New York Natural Heritage Program
Short-eared Owl
Asio flammeus (Pontoppidan, 1763)
Birds

Habitat [-]
Open areas such as grasslands (hayfields, fallow farm lands, and pastures) and fresh and salt water marshes are typically used during the Short-eared Owl breeding season in New York. They tend to prefer habitats with some water which may be due to the habitat preference of voles, their primary prey. Day roosts are typically on the ground, but also may be under low shrubs, in conifers, or low open perches. During the winter months, Short-eared Owls use habitats similar to the those of the breeding season. They also can be found at old dumps where rodent populations may be high. They may move further south during winters with deep snow cover.

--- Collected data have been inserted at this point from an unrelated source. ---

use crate::domain::a001_category::ui::CategoryManager;
use crate::domain::a002_inventory_item::ui::list::InventoryItemList;
use crate::domain::a002_inventory_item::ui::stock::StockView;
use crate::layout::global_context::{AppGlobalContext, Page};
use crate::layout::Shell;
use crate::system::auth::context::use_auth;
use crate::system::auth::guard::{RequireAdmin, RequireAuth};
use crate::system::pages::login::LoginPage;
use leptos::prelude::*;

/// Рендерит содержимое активной страницы
fn render_page(page: Page) -> AnyView {
    match page {
        Page::Stock => view! {
            <RequireAuth>
                <StockView />
            </RequireAuth>
        }
        .into_any(),
        Page::Items => view! {
            <RequireAdmin>
                <InventoryItemList />
            </RequireAdmin>
        }
        .into_any(),
        Page::Categories => view! {
            <RequireAdmin>
                <CategoryManager />
            </RequireAdmin>
        }
        .into_any(),
    }
}

#[component]
fn MainLayout() -> impl IntoView {
    let ctx = leptos::context::use_context::<AppGlobalContext>()
        .expect("AppGlobalContext context not found");

    view! {
        <Shell>
            {move || render_page(ctx.active.get())}
        </Shell>
    }
}

#[component]
pub fn AppRoutes() -> impl IntoView {
    let (auth_state, _) = use_auth();

    view! {
        <Show
            when=move || auth_state.get().user_info.is_some()
            fallback=|| view! { <LoginPage /> }
        >
            <MainLayout />
        </Show>
    }
}
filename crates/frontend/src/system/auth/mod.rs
pub mod context;
pub mod guard;
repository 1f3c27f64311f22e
use anyhow::Context;
use serde::Deserialize;

use super::local_storage;

#[derive(Debug, Deserialize, Clone, PartialEq)]
pub struct AppConfig {
    pub storage: StorageConfig,
    pub images: ImageConfig,
    pub logging: LoggingConfig,
}

#[derive(Debug, Deserialize, Clone, PartialEq)]
pub struct StorageConfig {
    /// Префикс ключей localStorage; пустой по умолчанию ("items", "categories", "users")
    #[serde(default)]
    pub prefix: String,
}

#[derive(Debug, Deserialize, Clone, PartialEq)]
pub struct ImageConfig {
    pub max_bytes: u64,
}

#[derive(Debug, Deserialize, Clone, PartialEq)]
pub struct LoggingConfig {
    pub level: String,
}

impl LoggingConfig {
    pub fn level(&self) -> log::Level {
        self.level.parse().unwrap_or(log::Level::Info)
    }
}

/// Default configuration embedded in the bundle
const DEFAULT_CONFIG: &str = r#"
[storage]
prefix = ""

[images]
max_bytes = 5242880

[logging]
level = "debug"
"#;

/// localStorage key holding an optional TOML override
pub const CONFIG_OVERRIDE_KEY: &str = "app_config";

impl Default for AppConfig {
    fn default() -> Self {
        Self {
            storage: StorageConfig {
                prefix: String::new(),
            },
            images: ImageConfig {
                max_bytes: 5 * 1024 * 1024,
            },
            logging: LoggingConfig {
                level: "debug".to_string(),
            },
        }
    }
}

/// Parse configuration from TOML text
pub fn parse_config(contents: &str) -> anyhow::Result<AppConfig> {
    toml::from_str(contents).context("failed to parse config TOML")
}

/// Load configuration
///
/// Search order:
/// 1. TOML override stored in localStorage under `app_config`
/// 2. Falls back to embedded default config
pub fn load_config() -> anyhow::Result<AppConfig> {
    match local_storage::get_raw(CONFIG_OVERRIDE_KEY) {
        Some(contents) => parse_config(&contents),
        None => parse_config(DEFAULT_CONFIG),
    }
}
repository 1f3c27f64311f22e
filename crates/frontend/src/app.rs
use crate::layout::global_context::AppGlobalContext;
use crate::routes::routes::AppRoutes;
use crate::shared::app_store::AppStore;
use crate::shared::config::AppConfig;
use crate::system::auth::context::AuthProvider;
use leptos::prelude::*;

#[component]
pub fn App(config: AppConfig) -> impl IntoView {
    // Provide the AppGlobalContext store to the whole app via context.
    provide_context(AppGlobalContext::new());

    // Inventory state and users, restored from localStorage
    provide_context(AppStore::load(config));

    view! {
        <AuthProvider>
            <AppRoutes />
        </AuthProvider>
    }
}
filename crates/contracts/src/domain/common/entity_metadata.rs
use serde::{Deserialize, Serialize};

/// Метаданные экземпляра агрегата (lifecycle tracking)
#[derive(Debug, Clone, PartialEq, Serialize, Deserialize)]
pub struct EntityMetadata {
    /// Дата создания записи
    #[serde(rename = "createdAt")]
    pub created_at: chrono::DateTime<chrono::Utc>,
    /// Дата последнего обновления
    #[serde(rename = "updatedAt")]
    pub updated_at: chrono::DateTime<chrono::Utc>,
}

impl EntityMetadata {
    /// Создать новые метаданные для нового агрегата
    pub fn new() -> Self {
        let now = chrono::Utc::now();
        Self {
            created_at: now,
            updated_at: now,
        }
    }

    /// Обновить timestamp
    pub fn touch(&mut self) {
        self.updated_at = chrono::Utc::now();
    }
}

impl Default for EntityMetadata {
    fn default() -> Self {
        Self::new()
    }
}
//! Common types and traits for all aggregates

pub mod entity_metadata;
pub mod base_aggregate;
pub mod aggregate_root;
pub mod aggregate_id;

// Re-exports
pub use entity_metadata::EntityMetadata;
pub use base_aggregate::BaseAggregate;
pub use aggregate_root::AggregateRoot;
pub use aggregate_id::AggregateId;
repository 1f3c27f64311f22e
use serde::{de::DeserializeOwned, Serialize};
use std::hash::Hash;

/// Типизированный идентификатор агрегата (категории, подкатегории, товара).
///
/// Строковая форма используется в `<select>` и в DTO формы.
pub trait AggregateId:
    Clone + Copy + PartialEq + Eq + Hash + Serialize + DeserializeOwned + std::fmt::Debug
{
    /// Преобразовать ID в строку
    fn as_string(&self) -> String;

    /// Создать ID из строки
    fn from_string(s: &str) -> Result<Self, String>;
}
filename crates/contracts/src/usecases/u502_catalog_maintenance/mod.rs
//! Catalog maintenance: item CRUD, sales and catalog queries

pub mod operations;
pub mod queries;

pub use operations::{add_item, delete_item, record_sale, update_item};
pub use queries::{filtered_items, ItemFilter};
pub use crate::domain::a002_inventory_item::calculate_total_quantity;
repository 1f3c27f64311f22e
use super::EntityMetadata;
use serde::{Deserialize, Serialize};

/// Базовый агрегат с обязательными полями для всех агрегатов
#[derive(Debug, Clone, PartialEq, Serialize, Deserialize)]
pub struct BaseAggregate<Id> {
    /// Уникальный идентификатор записи
    pub id: Id,
    /// Бизнес-код записи (для товара это SKU)
    pub code: String,
    /// Описание/название записи
    pub description: String,
    /// Комментарий (для товара это развёрнутое описание)
    pub comment: Option<String>,
    /// Метаданные жизненного цикла
    #[serde(default)]
    pub metadata: EntityMetadata,
}

impl<Id> BaseAggregate<Id> {
    /// Создать новый агрегат
    pub fn new(id: Id, code: String, description: String) -> Self {
        Self {
            id,
            code,
            description,
            comment: None,
            metadata: EntityMetadata::new(),
        }
    }

    /// Обновить timestamp
    pub fn touch(&mut self) {
        self.metadata.touch();
    }
}
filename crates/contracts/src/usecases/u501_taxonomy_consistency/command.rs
use super::engine;
use crate::domain::a001_category::{CategoryId, SubcategoryId};
use crate::shared::InventoryState;
use crate::usecases::common::UseCaseResult;
use serde::{Deserialize, Serialize};

/// Структурное изменение таксономии
#[derive(Debug, Clone, PartialEq, Serialize, Deserialize)]
#[serde(tag = "type", rename_all = "snake_case")]
pub enum TaxonomyCommand {
    AddCategory {
        name: String,
    },
    DeleteCategory {
        category_id: CategoryId,
    },
    RenameCategory {
        category_id: CategoryId,
        name: String,
    },
    AddSubcategory {
        category_id: CategoryId,
        name: String,
    },
    DeleteSubcategory {
        category_id: CategoryId,
        subcategory_id: SubcategoryId,
    },
    RenameSubcategory {
        category_id: CategoryId,
        subcategory_id: SubcategoryId,
        name: String,
    },
}

/// Итог успешно применённой команды
#[derive(Debug, Clone, Copy, PartialEq, Eq)]
pub enum Outcome {
    CategoryAdded(CategoryId),
    CategoryDeleted { reassigned: usize },
    SubcategoryAdded(SubcategoryId),
    SubcategoryDeleted { reassigned: usize },
    Renamed,
}

impl Outcome {
    /// Сколько товаров было переназначено
    pub fn reassigned(&self) -> usize {
        match self {
            Outcome::CategoryDeleted { reassigned } | Outcome::SubcategoryDeleted { reassigned } => {
                *reassigned
            }
            _ => 0,
        }
    }
}

/// Применить команду к состоянию на месте
pub fn apply(state: &mut InventoryState, command: &TaxonomyCommand) -> UseCaseResult<Outcome> {
    match command {
        TaxonomyCommand::AddCategory { name } => {
            engine::add_category(state, name).map(Outcome::CategoryAdded)
        }
        TaxonomyCommand::DeleteCategory { category_id } => {
            engine::delete_category(state, *category_id)
                .map(|reassigned| Outcome::CategoryDeleted { reassigned })
        }
        TaxonomyCommand::RenameCategory { category_id, name } => {
            engine::rename_category(state, *category_id, name).map(|_| Outcome::Renamed)
        }
        TaxonomyCommand::AddSubcategory { category_id, name } => {
            engine::add_subcategory(state, *category_id, name).map(Outcome::SubcategoryAdded)
        }
        TaxonomyCommand::DeleteSubcategory {
            category_id,
            subcategory_id,
        } => engine::delete_subcategory(state, *category_id, *subcategory_id)
            .map(|reassigned| Outcome::SubcategoryDeleted { reassigned }),
        TaxonomyCommand::RenameSubcategory {
            category_id,
            subcategory_id,
            name,
        } => engine::rename_subcategory(state, *category_id, *subcategory_id, name)
            .map(|_| Outcome::Renamed),
    }
}

/// Чистый переход: старое состояние + команда -> новое состояние + итог.
/// Исходное состояние не изменяется ни при успехе, ни при ошибке.
pub fn transition(
    state: &InventoryState,
    command: &TaxonomyCommand,
) -> UseCaseResult<(InventoryState, Outcome)> {
    let mut next = state.clone();
    let outcome = apply(&mut next, command)?;
    Ok((next, outcome))
}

Associated Ecological Communities [-]
  • Cropland/field crops
    An agricultural field planted in field crops such as alfalfa, wheat, timothy, and oats. This community includes hayfields that are rotated to pasture.
  • Dwarf shrub bog*
    A wetland usually fed by rainwater or mineral-poor groundwater and dominated by short, evergreen shrubs and peat mosses. The surface of the peatland is usually hummocky, with shrubs more common on the hummocks and peat moss throughout. The water in the bog is usually nutrient-poor and acidic.

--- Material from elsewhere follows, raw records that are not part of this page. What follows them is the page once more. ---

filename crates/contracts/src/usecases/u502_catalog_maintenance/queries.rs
use crate::domain::a001_category::{CategoryId, SubcategoryId};
use crate::domain::a002_inventory_item::InventoryItem;

/// Линейный отбор товаров по предикату
pub fn filtered_items<'a>(
    items: &'a [InventoryItem],
    predicate: impl Fn(&InventoryItem) -> bool,
) -> Vec<&'a InventoryItem> {
    items.iter().filter(|item| predicate(item)).collect()
}

/// Отбор для поиска и витрины остатков. Пустые критерии не ограничивают выборку.
#[derive(Debug, Clone, Default, PartialEq)]
pub struct ItemFilter {
    /// Подстрока наименования или SKU, без учёта регистра
    pub search: String,
    pub category_id: Option<CategoryId>,
    pub subcategory_id: Option<SubcategoryId>,
}

impl ItemFilter {
    pub fn search(text: impl Into<String>) -> Self {
        Self {
            search: text.into(),
            ..Default::default()
        }
    }

    pub fn matches(&self, item: &InventoryItem) -> bool {
        let needle = self.search.trim().to_lowercase();
        if !needle.is_empty()
            && !item.name().to_lowercase().contains(&needle)
            && !item.sku().to_lowercase().contains(&needle)
        {
            return false;
        }
        if let Some(category_id) = self.category_id {
            if item.category_id != category_id {
                return false;
            }
        }
        if let Some(subcategory_id) = self.subcategory_id {
            if item.subcategory_id != subcategory_id {
                return false;
            }
        }
        true
    }
}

    * probable association but not confirmed
  • High salt marsh
    A coastal marsh community that occurs in sheltered areas of the seacoast, in a zone extending from mean high tide up to the limit of spring tides. It is periodically flooded by spring tides and flood tides. High salt marshes typically consist of a mosaic of patches that are mostly dominated by a single graminoid species.
  • Low salt marsh
    A coastal marsh community that occurs in sheltered areas of the seacoast, in a zone extending from mean high tide down to mean sea level or to about 2 m (6 ft) below mean high tide. It is regularly flooded by semidiurnal tides. The mean tidal range of low salt marshes on Long Island is about 80 cm, and they often form in basins with a depth of 1.6 m or greater.
  • Salt panne*
    A shallow depression in a salt marsh where the marsh is poorly drained. Pannes occur in both low and high salt marshes. Pannes in low salt marshes usually lack vegetation, and the substrate is a soft, silty mud. Pannes in a high salt marsh are irregularly flooded by spring tides or flood tides, but the water does not drain into tidal creeks. After a panne has been flooded the standing water evaporates and the salinity of the soil water is raised well above the salinity of sea-water.

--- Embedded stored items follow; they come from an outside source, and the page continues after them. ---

#![warn(missing_docs)]
//! A simulation session combining configuration, beamline data and delta determination.
//!
//! The [`CrlSession`] wires the collaborators of the [`CrlSimulator`] together: it reads the beamline layout and
//! the tabulated delta values from the package data directory and determines delta for a given photon energy
//! before running the simulation.
//!
//! The package data directory is expected to have the following layout:
//! ```text
//! package_data/
//! ├── dat/<data_file>          tabulated delta values (CXRO format)
//! └── json/
//!     ├── <beamline>_crl.json  transfocator layout
//!     └── defaults_crl.json    simulator defaults
//! ```
use std::path::{Path, PathBuf};

use log::info;
use rayon::prelude::*;

use crate::{
    beamline::BeamlineConfig,
    config::SimulatorConfig,
    delta::{Characteristic, DeltaFinder, DeltaLookup, DeltaSource},
    error::{CrlError, CrlResult},
    report::SimulationReport,
    simulator::{CrlSimulator, SimulationResult},
};

/// Returns the package data directory shipped with this crate.
#[must_use]
pub fn default_package_dir() -> PathBuf {
    PathBuf::from(env!("CARGO_MANIFEST_DIR")).join("package_data")
}
/// Returns the path of the beamline file of the given beamline within a package data directory.
#[must_use]
pub fn beamline_file(package_dir: &Path, beamline: &str) -> PathBuf {
    package_dir.join("json").join(format!("{beamline}_crl.json"))
}
/// Returns the path of the simulator defaults file within a package data directory.
#[must_use]
pub fn defaults_file(package_dir: &Path) -> PathBuf {
    package_dir.join("json").join("defaults_crl.json")
}
/// Returns the path of a tabulated data file within a package data directory.
#[must_use]
pub fn data_file(package_dir: &Path, file_name: &str) -> PathBuf {
    package_dir.join("dat").join(file_name)
}

/// Simulation session of one beamline.
#[derive(Debug, Clone)]
pub struct CrlSession {
    config: SimulatorConfig,
    simulator: CrlSimulator,
    delta_finder: DeltaFinder,
}
impl CrlSession {
    /// Creates a new [`CrlSession`] for the given configuration.
    ///
    /// The beamline layout and (unless `calc_delta` is set) the tabulated delta values are read from the given
    /// package data directory.
    ///
    /// # Errors
    ///
    /// This function will return an error if
    ///   - the configuration is invalid
    ///   - the beamline or data file cannot be read
    pub fn new(config: SimulatorConfig, package_dir: &Path) -> CrlResult<Self> {
        config.validate()?;
        let beamline = BeamlineConfig::from_file(&beamline_file(package_dir, &config.beamline))?;
        let delta_finder = if config.calc_delta {
            DeltaFinder::new(
                DeltaSource::Analytical(config.formula.clone()),
                config.characteristic,
            )?
        } else {
            DeltaFinder::from_dat_file(
                &data_file(package_dir, &config.data_file),
                config.characteristic,
            )?
        };
        let simulator = CrlSimulator::new(
            beamline,
            config.geometry(),
            &config.r_array,
            &config.lens_array,
            config.matrix_backend,
        )?;
        Ok(Self {
            config,
            simulator,
            delta_finder,
        })
    }
    /// Returns a reference to the configuration of this [`CrlSession`].
    #[must_use]
    pub const fn config(&self) -> &SimulatorConfig {
        &self.config
    }
    /// Returns a reference to the simulator of this [`CrlSession`].
    #[must_use]
    pub const fn simulator(&self) -> &CrlSimulator {
        &self.simulator
    }
    /// Determine delta for the given photon energy (eV).
    ///
    /// # Errors
    ///
    /// This function will return an error if delta cannot be determined (see [`DeltaFinder::find`]).
    pub fn find_delta(&self, energy: f64) -> CrlResult<DeltaLookup> {
        self.delta_finder.find(energy)
    }
    /// Simulate the transfocator with the given cartridges at the given photon energy (eV).
    ///
    /// If `delta` is given, it is used directly instead of being determined from the energy.
    ///
    /// # Errors
    ///
    /// This function will return an error if
    ///   - delta has to be determined but the session tabulates another characteristic
    ///     ([`CrlError::InvalidArgument`])
    ///   - delta cannot be determined or the simulation fails (see [`CrlSimulator::simulate`])
    pub fn simulate(
        &self,
        cart_ids: &[String],
        energy: f64,
        delta: Option<f64>,
    ) -> CrlResult<SimulationResult> {
        if cart_ids.is_empty() {
            return Ok(SimulationResult::without_lenses());
        }
        let delta = match delta {
            Some(delta) => delta,
            None => {
                let characteristic = self.delta_finder.characteristic();
                if characteristic != Characteristic::Delta {
                    return Err(CrlError::InvalidArgument(format!(
                        "cannot simulate with {characteristic} values, the lenses need delta"
                    )));
                }
                self.find_delta(energy)?.characteristic_value
            }
        };
        info!(
            "simulating cartridges [{}] of beamline <{}> at {energy} eV",
            cart_ids.join(", "),
            self.simulator.beamline().name()
        );
        self.simulator
            .simulate(cart_ids, self.config.p0, self.config.teta0, delta)
    }
    /// Simulate the transfocator with the given cartridges for a list of photon energies (eV).
    ///
    /// The simulations are independent and run in parallel. The results are returned in the order of the given
    /// energies.
    ///
    /// # Errors
    ///
    /// This function will return the first error of any of the simulations.
    pub fn simulate_sweep(
        &self,
        cart_ids: &[String],
        energies: &[f64],
    ) -> CrlResult<Vec<SimulationResult>> {
        energies
            .par_iter()
            .map(|energy| self.simulate(cart_ids, *energy, None))
            .collect()
    }
    /// Create the [`SimulationReport`] of a result of this [`CrlSession`].
    #[must_use]
    pub fn report(&self, result: &SimulationResult) -> SimulationReport {
        SimulationReport::new(self.config.p0, result)
    }
}

#[cfg(test)]
mod test {
    use super::*;
    use crate::meter;
    use approx::assert_abs_diff_eq;
    use assert_matches::assert_matches;
    use uom::si::length::meter;

    fn session() -> CrlSession {
        let config = SimulatorConfig {
            p0: meter!(6.52),
            ..SimulatorConfig::default()
        };
        CrlSession::new(config, Path::new("package_data")).unwrap()
    }
    fn ids(ids: &[&str]) -> Vec<String> {
        ids.iter().map(|id| (*id).to_owned()).collect()
    }
    #[test]
    fn paths() {
        let dir = Path::new("package_data");
        assert_eq!(
            beamline_file(dir, "smi"),
            Path::new("package_data/json/smi_crl.json")
        );
        assert_eq!(
            data_file(dir, "Be_delta.dat"),
            Path::new("package_data/dat/Be_delta.dat")
        );
        assert!(defaults_file(&default_package_dir()).exists());
    }
    #[test]
    fn new_wrong() {
        let config = SimulatorConfig {
            beamline: "nonexistent".into(),
            ..SimulatorConfig::default()
        };
        assert_matches!(
            CrlSession::new(config, Path::new("package_data")),
            Err(CrlError::Config(_))
        );
        let config = SimulatorConfig {
            data_file: "nonexistent.dat".into(),
            ..SimulatorConfig::default()
        };
        assert_matches!(
            CrlSession::new(config, Path::new("package_data")),
            Err(CrlError::Dataset(_))
        );
    }
    #[test]
    fn simulate() {
        let result = session()
            .simulate(&ids(&["2", "4", "6", "7", "8"]), 21500.0, None)
            .unwrap();
        assert_abs_diff_eq!(result.defocus_real.get::<meter>(), 0.0012016729, epsilon = 1e-9);
        let report = session().report(&result);
        assert_eq!(report.p0, 6.52);
    }
    #[test]
    fn simulate_explicit_delta() {
        let session = session();
        let from_energy = session
            .simulate(&ids(&["4", "7"]), 21500.0, None)
            .unwrap();
        let from_delta = session
            .simulate(&ids(&["4", "7"]), 0.0, Some(7.36433378E-07))
            .unwrap();
        assert_eq!(from_energy, from_delta);
    }
    #[test]
    fn simulate_out_of_range() {
        assert_matches!(
            session().simulate(&ids(&["2"]), 1.0, None),
            Err(CrlError::OutOfRange(_))
        );
        // no lenses, no delta needed
        assert!(session().simulate(&[], 1.0, None).is_ok());
    }
    #[test]
    fn simulate_needs_delta() {
        let config = SimulatorConfig {
            p0: meter!(6.52),
            characteristic: Characteristic::Atten,
            ..SimulatorConfig::default()
        };
        let session = CrlSession::new(config, Path::new("package_data")).unwrap();
        assert_matches!(
            session.simulate(&ids(&["2", "4", "6", "7", "8"]), 21500.0, None),
            Err(CrlError::InvalidArgument(_))
        );
        assert_matches!(
            session.simulate_sweep(&ids(&["2"]), &[21500.0]),
            Err(CrlError::InvalidArgument(_))
        );
        // an explicit delta does not need the tabulated values
        assert!(session
            .simulate(&ids(&["2"]), 21500.0, Some(7.36433378E-07))
            .is_ok());
        // the other characteristics can still be looked up
        assert!(session.find_delta(21500.0).is_ok());
    }
    #[test]
    fn sweep_keeps_order() {
        let session = session();
        let energies = [21000.0, 21500.0, 22000.0, 18000.0];
        let sweep = session
            .simulate_sweep(&ids(&["2", "4"]), &energies)
            .unwrap();
        assert_eq!(sweep.len(), energies.len());
        for (energy, result) in energies.iter().zip(sweep.iter()) {
            assert_eq!(
                result,
                &session.simulate(&ids(&["2", "4"]), *energy, None).unwrap()
            );
        }
        assert_matches!(
            session.simulate_sweep(&ids(&["2"]), &[21500.0, 1.0]),
            Err(CrlError::OutOfRange(_))
        );
    }
    #[test]
    fn analytical_delta() {
        let config = SimulatorConfig {
            calc_delta: true,
            data_file: "nonexistent.dat".into(),
            ..SimulatorConfig::default()
        };
        let session = CrlSession::new(config, Path::new("package_data")).unwrap();
        let lookup = session.find_delta(9000.0).unwrap();
        assert_abs_diff_eq!(lookup.characteristic_value, 4.2016962882852e-6, epsilon = 1e-15);
    }
}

    * probable association but not confirmed
  • Successional blueberry heath*
    A shrubland dominated by ericaceous (heath-like) shrubs that occurs on sites with acidic soils that have been cleared (for logging, farming, etc.) or otherwise disturbed.

    * probable association but not confirmed
  • Successional fern meadow*
    A meadow dominated by ferns that occurs on sites that have been cleared (for logging, farming, etc.) or otherwise disturbed.

    * probable association but not confirmed
  • Successional old field
    A meadow dominated by forbs and grasses that occurs on sites that have been cleared and plowed (for farming or development), and then abandoned or only occasionally mowed.